ACTIVITY:
Print each entry word for word.

Source data:
##########

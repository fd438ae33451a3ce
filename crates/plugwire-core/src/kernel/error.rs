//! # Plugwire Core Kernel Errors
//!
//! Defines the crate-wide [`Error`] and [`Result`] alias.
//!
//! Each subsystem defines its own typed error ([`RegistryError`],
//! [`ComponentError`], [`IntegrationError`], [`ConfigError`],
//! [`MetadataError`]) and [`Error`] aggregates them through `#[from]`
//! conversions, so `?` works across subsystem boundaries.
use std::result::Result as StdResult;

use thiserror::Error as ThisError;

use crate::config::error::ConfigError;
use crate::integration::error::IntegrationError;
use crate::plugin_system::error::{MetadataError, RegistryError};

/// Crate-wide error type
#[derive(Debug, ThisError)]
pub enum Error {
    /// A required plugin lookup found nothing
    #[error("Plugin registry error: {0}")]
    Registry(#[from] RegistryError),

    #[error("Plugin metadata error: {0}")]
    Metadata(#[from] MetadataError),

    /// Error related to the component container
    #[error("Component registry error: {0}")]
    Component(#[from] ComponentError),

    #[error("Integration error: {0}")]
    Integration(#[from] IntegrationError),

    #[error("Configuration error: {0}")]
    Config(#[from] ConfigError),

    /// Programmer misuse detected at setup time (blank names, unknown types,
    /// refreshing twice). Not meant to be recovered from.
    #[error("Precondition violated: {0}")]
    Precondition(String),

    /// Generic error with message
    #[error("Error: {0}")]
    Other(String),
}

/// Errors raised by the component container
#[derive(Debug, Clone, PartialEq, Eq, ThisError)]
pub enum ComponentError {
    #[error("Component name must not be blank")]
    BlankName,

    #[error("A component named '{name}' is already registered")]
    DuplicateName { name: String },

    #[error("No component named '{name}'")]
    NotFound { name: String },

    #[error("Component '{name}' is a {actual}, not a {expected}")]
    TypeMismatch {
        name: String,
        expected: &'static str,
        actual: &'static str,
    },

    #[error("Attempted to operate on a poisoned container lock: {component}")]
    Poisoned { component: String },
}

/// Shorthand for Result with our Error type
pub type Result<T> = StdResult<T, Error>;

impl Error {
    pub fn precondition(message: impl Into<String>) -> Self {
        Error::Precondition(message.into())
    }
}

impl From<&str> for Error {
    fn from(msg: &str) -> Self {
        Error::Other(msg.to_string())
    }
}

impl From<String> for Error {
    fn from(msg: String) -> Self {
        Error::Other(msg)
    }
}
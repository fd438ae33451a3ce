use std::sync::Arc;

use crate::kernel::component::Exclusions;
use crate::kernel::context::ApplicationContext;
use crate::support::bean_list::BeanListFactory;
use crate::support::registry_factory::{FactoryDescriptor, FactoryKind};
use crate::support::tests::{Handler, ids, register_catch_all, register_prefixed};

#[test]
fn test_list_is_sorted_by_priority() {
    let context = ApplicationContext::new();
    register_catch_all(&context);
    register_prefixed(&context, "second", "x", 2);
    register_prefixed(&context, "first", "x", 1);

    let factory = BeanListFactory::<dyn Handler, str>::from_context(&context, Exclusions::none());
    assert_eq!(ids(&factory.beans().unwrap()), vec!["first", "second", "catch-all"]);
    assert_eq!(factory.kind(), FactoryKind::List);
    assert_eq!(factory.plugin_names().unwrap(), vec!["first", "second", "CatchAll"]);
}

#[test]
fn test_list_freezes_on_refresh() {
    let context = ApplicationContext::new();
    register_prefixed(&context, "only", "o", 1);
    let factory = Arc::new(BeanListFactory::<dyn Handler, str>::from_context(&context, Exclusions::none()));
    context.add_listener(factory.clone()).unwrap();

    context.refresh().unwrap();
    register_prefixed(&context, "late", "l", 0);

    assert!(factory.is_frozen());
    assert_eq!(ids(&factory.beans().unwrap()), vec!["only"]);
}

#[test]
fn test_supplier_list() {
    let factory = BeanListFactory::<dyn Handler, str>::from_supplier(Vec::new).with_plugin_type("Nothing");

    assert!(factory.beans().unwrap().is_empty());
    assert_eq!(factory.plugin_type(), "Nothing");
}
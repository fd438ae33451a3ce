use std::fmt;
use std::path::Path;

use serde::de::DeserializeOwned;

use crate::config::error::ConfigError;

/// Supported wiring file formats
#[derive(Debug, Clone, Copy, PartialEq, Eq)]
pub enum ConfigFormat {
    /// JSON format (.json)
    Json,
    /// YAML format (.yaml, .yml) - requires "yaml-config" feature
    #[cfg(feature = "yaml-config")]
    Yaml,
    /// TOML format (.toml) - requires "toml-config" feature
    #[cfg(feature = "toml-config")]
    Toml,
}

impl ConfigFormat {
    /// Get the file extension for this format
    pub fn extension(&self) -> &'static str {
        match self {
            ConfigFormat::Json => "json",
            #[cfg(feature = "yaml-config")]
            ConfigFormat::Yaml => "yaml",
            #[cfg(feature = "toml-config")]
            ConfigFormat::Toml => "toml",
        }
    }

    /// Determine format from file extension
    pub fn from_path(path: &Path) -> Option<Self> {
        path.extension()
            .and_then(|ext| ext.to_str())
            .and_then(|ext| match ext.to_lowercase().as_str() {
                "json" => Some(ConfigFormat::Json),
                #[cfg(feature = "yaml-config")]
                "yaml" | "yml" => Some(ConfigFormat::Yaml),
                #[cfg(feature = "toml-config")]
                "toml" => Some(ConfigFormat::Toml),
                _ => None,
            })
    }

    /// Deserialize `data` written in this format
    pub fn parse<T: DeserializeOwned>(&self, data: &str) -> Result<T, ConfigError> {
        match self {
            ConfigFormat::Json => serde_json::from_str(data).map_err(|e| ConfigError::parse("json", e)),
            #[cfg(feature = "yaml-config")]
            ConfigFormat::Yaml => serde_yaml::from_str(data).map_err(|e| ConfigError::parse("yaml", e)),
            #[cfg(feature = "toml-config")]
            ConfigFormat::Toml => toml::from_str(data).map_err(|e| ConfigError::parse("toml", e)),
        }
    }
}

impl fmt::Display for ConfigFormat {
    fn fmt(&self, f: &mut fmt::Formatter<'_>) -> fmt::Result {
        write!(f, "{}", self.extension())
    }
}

##########

ANSWER TO THIS PROBLEM:
repository fd438ae33451a3ce
filename crates/plugwire-core/src/kernel/error.rs
//! # Plugwire Core Kernel Errors
//!
//! Defines the crate-wide [`Error`] and [`Result`] alias.
//!
//! Each subsystem defines its own typed error ([`RegistryError`],
//! [`ComponentError`], [`IntegrationError`], [`ConfigError`],
//! [`MetadataError`]) and [`Error`] aggregates them through `#[from]`
//! conversions, so `?` works across subsystem boundaries.
use std::result::Result as StdResult;

use thiserror::Error as ThisError;

use crate::config::error::ConfigError;
use crate::integration::error::IntegrationError;
use crate::plugin_system::error::{MetadataError, RegistryError};

/// Crate-wide error type
#[derive(Debug, ThisError)]
pub enum Error {
    /// A required plugin lookup found nothing
    #[error("Plugin registry error: {0}")]
    Registry(#[from] RegistryError),

    #[error("Plugin metadata error: {0}")]
    Metadata(#[from] MetadataError),

    /// Error related to the component container
    #[error("Component registry error: {0}")]
    Component(#[from] ComponentError),

    #[error("Integration error: {0}")]
    Integration(#[from] IntegrationError),

    #[error("Configuration error: {0}")]
    Config(#[from] ConfigError),

    /// Programmer misuse detected at setup time (blank names, unknown types,
    /// refreshing twice). Not meant to be recovered from.
    #[error("Precondition violated: {0}")]
    Precondition(String),

    /// Generic error with message
    #[error("Error: {0}")]
    Other(String),
}

/// Errors raised by the component container
#[derive(Debug, Clone, PartialEq, Eq, ThisError)]
pub enum ComponentError {
    #[error("Component name must not be blank")]
    BlankName,

    #[error("A component named '{name}' is already registered")]
    DuplicateName { name: String },

    #[error("No component named '{name}'")]
    NotFound { name: String },

    #[error("Component '{name}' is a {actual}, not a {expected}")]
    TypeMismatch {
        name: String,
        expected: &'static str,
        actual: &'static str,
    },

    #[error("Attempted to operate on a poisoned container lock: {component}")]
    Poisoned { component: String },
}

/// Shorthand for Result with our Error type
pub type Result<T> = StdResult<T, Error>;

impl Error {
    pub fn precondition(message: impl Into<String>) -> Self {
        Error::Precondition(message.into())
    }
}

impl From<&str> for Error {
    fn from(msg: &str) -> Self {
        Error::Other(msg.to_string())
    }
}

impl From<String> for Error {
    fn from(msg: String) -> Self {
        Error::Other(msg)
    }
}
repository fd438ae33451a3ce
use std::sync::Arc;

use crate::kernel::component::Exclusions;
use crate::kernel::context::ApplicationContext;
use crate::support::bean_list::BeanListFactory;
use crate::support::registry_factory::{FactoryDescriptor, FactoryKind};
use crate::support::tests::{Handler, ids, register_catch_all, register_prefixed};

#[test]
fn test_list_is_sorted_by_priority() {
    let context = ApplicationContext::new();
    register_catch_all(&context);
    register_prefixed(&context, "second", "x", 2);
    register_prefixed(&context, "first", "x", 1);

    let factory = BeanListFactory::<dyn Handler, str>::from_context(&context, Exclusions::none());
    assert_eq!(ids(&factory.beans().unwrap()), vec!["first", "second", "catch-all"]);
    assert_eq!(factory.kind(), FactoryKind::List);
    assert_eq!(factory.plugin_names().unwrap(), vec!["first", "second", "CatchAll"]);
}

#[test]
fn test_list_freezes_on_refresh() {
    let context = ApplicationContext::new();
    register_prefixed(&context, "only", "o", 1);
    let factory = Arc::new(BeanListFactory::<dyn Handler, str>::from_context(&context, Exclusions::none()));
    context.add_listener(factory.clone()).unwrap();

    context.refresh().unwrap();
    register_prefixed(&context, "late", "l", 0);

    assert!(factory.is_frozen());
    assert_eq!(ids(&factory.beans().unwrap()), vec!["only"]);
}

#[test]
fn test_supplier_list() {
    let factory = BeanListFactory::<dyn Handler, str>::from_supplier(Vec::new).with_plugin_type("Nothing");

    assert!(factory.beans().unwrap().is_empty());
    assert_eq!(factory.plugin_type(), "Nothing");
}
repository fd438ae33451a3ce
use std::fmt;
use std::path::Path;

use serde::de::DeserializeOwned;

use crate::config::error::ConfigError;

/// Supported wiring file formats
#[derive(Debug, Clone, Copy, PartialEq, Eq)]
pub enum ConfigFormat {
    /// JSON format (.json)
    Json,
    /// YAML format (.yaml, .yml) - requires "yaml-config" feature
    #[cfg(feature = "yaml-config")]
    Yaml,
    /// TOML format (.toml) - requires "toml-config" feature
    #[cfg(feature = "toml-config")]
    Toml,
}

impl ConfigFormat {
    /// Get the file extension for this format
    pub fn extension(&self) -> &'static str {
        match self {
            ConfigFormat::Json => "json",
            #[cfg(feature = "yaml-config")]
            ConfigFormat::Yaml => "yaml",
            #[cfg(feature = "toml-config")]
            ConfigFormat::Toml => "toml",
        }
    }

    /// Determine format from file extension
    pub fn from_path(path: &Path) -> Option<Self> {
        path.extension()
            .and_then(|ext| ext.to_str())
            .and_then(|ext| match ext.to_lowercase().as_str() {
                "json" => Some(ConfigFormat::Json),
                #[cfg(feature = "yaml-config")]
                "yaml" | "yml" => Some(ConfigFormat::Yaml),
                #[cfg(feature = "toml-config")]
                "toml" => Some(ConfigFormat::Toml),
                _ => None,
            })
    }

    /// Deserialize `data` written in this format
    pub fn parse<T: DeserializeOwned>(&self, data: &str) -> Result<T, ConfigError> {
        match self {
            ConfigFormat::Json => serde_json::from_str(data).map_err(|e| ConfigError::parse("json", e)),
            #[cfg(feature = "yaml-config")]
            ConfigFormat::Yaml => serde_yaml::from_str(data).map_err(|e| ConfigError::parse("yaml", e)),
            #[cfg(feature = "toml-config")]
            ConfigFormat::Toml => toml::from_str(data).map_err(|e| ConfigError::parse("toml", e)),
        }
    }
}

impl fmt::Display for ConfigFormat {
    fn fmt(&self, f: &mut fmt::Formatter<'_>) -> fmt::Result {
        write!(f, "{}", self.extension())
    }
}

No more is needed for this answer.